* [WHAT IS EXPECTED] Could you set down all of the data again, exactly as it stands?

>>>>

// SPDX-License-Identifier: MIT OR Apache-2.0
//! Dataflow graph model and code generator for Flux.
//!
//! A program is a tree of blocks holding nodes whose typed ports are wired
//! together by connections. This crate provides:
//! - Graph editing with scope rules for connections
//! - Per-block execution order with cycle detection
//! - Go source emission with variable bindings across nested scopes
//! - Type unification for the generic built-ins (`append`, `delete`,
//!   `len`, `make`)
//!
//! ## Architecture
//!
//! Blocks, nodes and connections live in arenas owned by [`Program`] and
//! refer to each other by id. Branch nodes own two nested blocks. Node
//! positions are relaxed in the background by the [`layout`] loop.

pub mod types;
pub mod port;
pub mod connection;
pub mod node;
pub mod block;
pub mod graph;
pub mod unify;
pub mod schedule;
pub mod codegen;
pub mod settings;
pub mod layout;

pub use types::ValueType;
pub use port::{Port, PortDirection, PortId, PortSpec};
pub use connection::{Connection, ConnectionId};
pub use node::{LiteralValue, Node, NodeId, NodeKind};
pub use block::{Block, BlockId};
pub use graph::{GraphError, Program};
pub use schedule::CycleError;
pub use codegen::{Bindings, CodegenError, Emitter, NameGenerator};
pub use settings::{CodegenSettings, SettingsError};
pub use layout::SharedProgram;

<<<<

* [RESPONSE]
// SPDX-License-Identifier: MIT OR Apache-2.0
//! Dataflow graph model and code generator for Flux.
//!
//! A program is a tree of blocks holding nodes whose typed ports are wired
//! together by connections. This crate provides:
//! - Graph editing with scope rules for connections
//! - Per-block execution order with cycle detection
//! - Go source emission with variable bindings across nested scopes
//! - Type unification for the generic built-ins (`append`, `delete`,
//!   `len`, `make`)
//!
//! ## Architecture
//!
//! Blocks, nodes and connections live in arenas owned by [`Program`] and
//! refer to each other by id. Branch nodes own two nested blocks. Node
//! positions are relaxed in the background by the [`layout`] loop.

pub mod types;
pub mod port;
pub mod connection;
pub mod node;
pub mod block;
pub mod graph;
pub mod unify;
pub mod schedule;
pub mod codegen;
pub mod settings;
pub mod layout;

pub use types::ValueType;
pub use port::{Port, PortDirection, PortId, PortSpec};
pub use connection::{Connection, ConnectionId};
pub use node::{LiteralValue, Node, NodeId, NodeKind};
pub use block::{Block, BlockId};
pub use graph::{GraphError, Program};
pub use schedule::CycleError;
pub use codegen::{Bindings, CodegenError, Emitter, NameGenerator};
pub use settings::{CodegenSettings, SettingsError};
pub use layout::SharedProgram;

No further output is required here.